Quotes from the Book of Khiu-te

By Jacques Mahnich on June 3, 2013 at 10:07 pm

Quotes from the Book of Khiu-te

From the Theosophist, Vol.3 n°1 – October 1881, p.14, one can read the Editor (HPB) Notes to a text from Eliphas Levi on Death :

« To force oneself upon the current of immortality, or rather to secure for oneself an endless series of rebirths as conscious individualities – says the Book of Khiu-te Vol. XXXI ., one must become a co-worker with nature, either for good or for bad, in her work of creation and reproduction, or in that of destruction. »

This is a very accurate quote : Vol. XXXI of the Book of Khiu-te.

Knowing that the Book of Khiu-te could be the Gyut part (Tantra) of the Tibetan Buddhist canon, one would like to take a look at it. Specifically the Kanjur part, the Tanjur being more associated with what HPB call « the Commentaries ».

Many nomenclatures of the Kanjur are known and may differ from each other.

At the time of the Theosophist publication (1881), at least one was known to the public, the one Csoma de Koros put together, published in 1836 in the Asiatic Researches, and later on translated in french by Léon Feer (Annales du Musée Guimet – Tome 2).

The table of contents of the Kanjur is described as a 7 divisions treatise, which the 7th is the Gyut part in 22 sections. Therefore Volume XXXI may be the 31st book of this section.

Looking at the contents of the different sections :

Section I (KA) : 14 books

Section II (KHA) : 4 books

Section III (GA) : 7 books

Section IV (NGA) : 15 books

Vol. XXXI refered to by HPB may be the 6th book of section IV, the

Çrî-Cathur-pithâh, tib. Dpal-gdan-vji-pa ; དཔལ་གདན་བཉི་པ (folios 57-128) :

Worship of the compassionate CENRESIK (Sk. Avalokiteçvara). This is a tantric treatise on the purification of the soul and the mystical union with the supreme Being. One can find several mandalas to perform, various ceremonies to accomplish, and several mantras to repeat to reach the complete liberation.

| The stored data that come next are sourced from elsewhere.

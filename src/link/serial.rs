// Serial link to the rig's microcontroller bridge
//
// Line protocol, newline terminated in both directions:
//   host -> rig: `b<byte>` brake command, `m<speed>` motor command
//   rig -> host: `enc <e1> <e2>`, `brake <byte>`, `motor <speed>`

use serialport::{self, SerialPort};
use std::collections::VecDeque;
use std::io::{Read, Write};
use std::time::{Duration, Instant};
use tracing::{debug, info, warn};

use super::{Link, LinkError, Result, WriteSchedule};
use crate::messages::{Command, Packet};

/// Default serial configuration for the bridge
pub const DEFAULT_BAUDRATE: u32 = 115_200;
pub const DEFAULT_TIMEOUT_MS: u64 = 10;

/// Longest telemetry line accepted before the buffer is discarded
const MAX_LINE_LEN: usize = 256;

pub struct SerialLink {
    port: Box<dyn SerialPort>,
    opened_at: Instant,
    schedule: WriteSchedule,
    line_buf: Vec<u8>,
    pending: VecDeque<Packet>,
    open: bool,
}

impl SerialLink {
    /// Open a new connection to the rig
    pub fn open(port_name: &str) -> Result<Self> {
        Self::open_with_baudrate(port_name, DEFAULT_BAUDRATE)
    }

    /// Open with custom baudrate
    pub fn open_with_baudrate(port_name: &str, baudrate: u32) -> Result<Self> {
        info!("Opening rig link on {} at {} baud", port_name, baudrate);
        let port = serialport::new(port_name, baudrate)
            .timeout(Duration::from_millis(DEFAULT_TIMEOUT_MS))
            .open()?;

        Ok(Self {
            port,
            opened_at: Instant::now(),
            schedule: WriteSchedule::new(),
            line_buf: Vec::with_capacity(MAX_LINE_LEN),
            pending: VecDeque::new(),
            open: true,
        })
    }

    fn elapsed(&self) -> f64 {
        self.opened_at.elapsed().as_secs_f64()
    }

    /// Send a command immediately
    fn send_command(&mut self, command: Command) -> Result<()> {
        debug!("Sending {}", command);
        self.port.write_all(format!("{}\n", command).as_bytes())?;
        self.port.flush()?;
        Ok(())
    }

    /// Release queued writes whose pauses have elapsed
    fn pump_writes(&mut self) -> Result<()> {
        for command in self.schedule.due(self.elapsed()) {
            self.send_command(command)?;
        }
        Ok(())
    }

    /// Read whatever bytes are waiting and split them into packets
    fn fill_pending(&mut self) -> Result<()> {
        let available = self.port.bytes_to_read()? as usize;
        if available == 0 {
            return Ok(());
        }

        let mut chunk = vec![0u8; available];
        let n = self.port.read(&mut chunk)?;
        let timestamp = self.elapsed();

        for &byte in &chunk[..n] {
            match byte {
                b'\n' => {
                    let line = String::from_utf8_lossy(&self.line_buf);
                    let line = line.trim();
                    if !line.is_empty() {
                        self.pending.push_back(Packet::parse_line(line, timestamp));
                    }
                    self.line_buf.clear();
                }
                b'\r' => {}
                _ if self.line_buf.len() >= MAX_LINE_LEN => {
                    warn!("Discarding overlong telemetry line");
                    self.line_buf.clear();
                }
                _ => self.line_buf.push(byte),
            }
        }
        Ok(())
    }

    fn poll(&mut self) -> Result<Option<Packet>> {
        self.pump_writes()?;
        if self.pending.is_empty() {
            self.fill_pending()?;
        }
        Ok(self.pending.pop_front())
    }
}

impl Link for SerialLink {
    fn ok(&self) -> bool {
        self.open
    }

    fn read(&mut self) -> Result<Option<Packet>> {
        if !self.open {
            return Ok(None);
        }
        match self.poll() {
            Ok(packet) => Ok(packet),
            Err(LinkError::Io(e)) if e.kind() == std::io::ErrorKind::TimedOut => Ok(None),
            Err(e) => {
                // Disconnected: further reads report not-ok
                self.open = false;
                Err(e)
            }
        }
    }

    fn write(&mut self, command: Command) {
        self.schedule.push_command(command);
    }

    fn write_and_wait(&mut self, seconds: f64) {
        self.schedule.push_pause(seconds);
    }

    fn stop(&mut self) {
        if !self.open {
            return;
        }
        self.schedule.clear();
        for command in [Command::Motor(0), Command::Brake(0)] {
            if let Err(e) = self.send_command(command) {
                warn!("Failed to idle rig on stop: {}", e);
            }
        }
        self.open = false;
        info!("Rig link closed");
    }
}

impl Drop for SerialLink {
    fn drop(&mut self) {
        // Try to idle the rig when the link is dropped (safety measure)
        self.stop();
    }
}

If this book is accessible, and that the quote can be identified, maybe it is a way to confirm the global hypothesis that the Book of Khiu-te is among the Kanjur collection.

By the way, on the same page of the Theosophist referred to here, there is another quote from the Book of Khiu-te, without specific volume designation :

Bottom page note : « That is to say, they are reborn in a « lower world » which is neither « Hell » nor any theological purgatory, but a world of nearly absolute matter and one preceding the last one in the « circle of necessity » from which « there is no redemption, for there regns absolute spiritual darkness. » (Book of Khiu-te).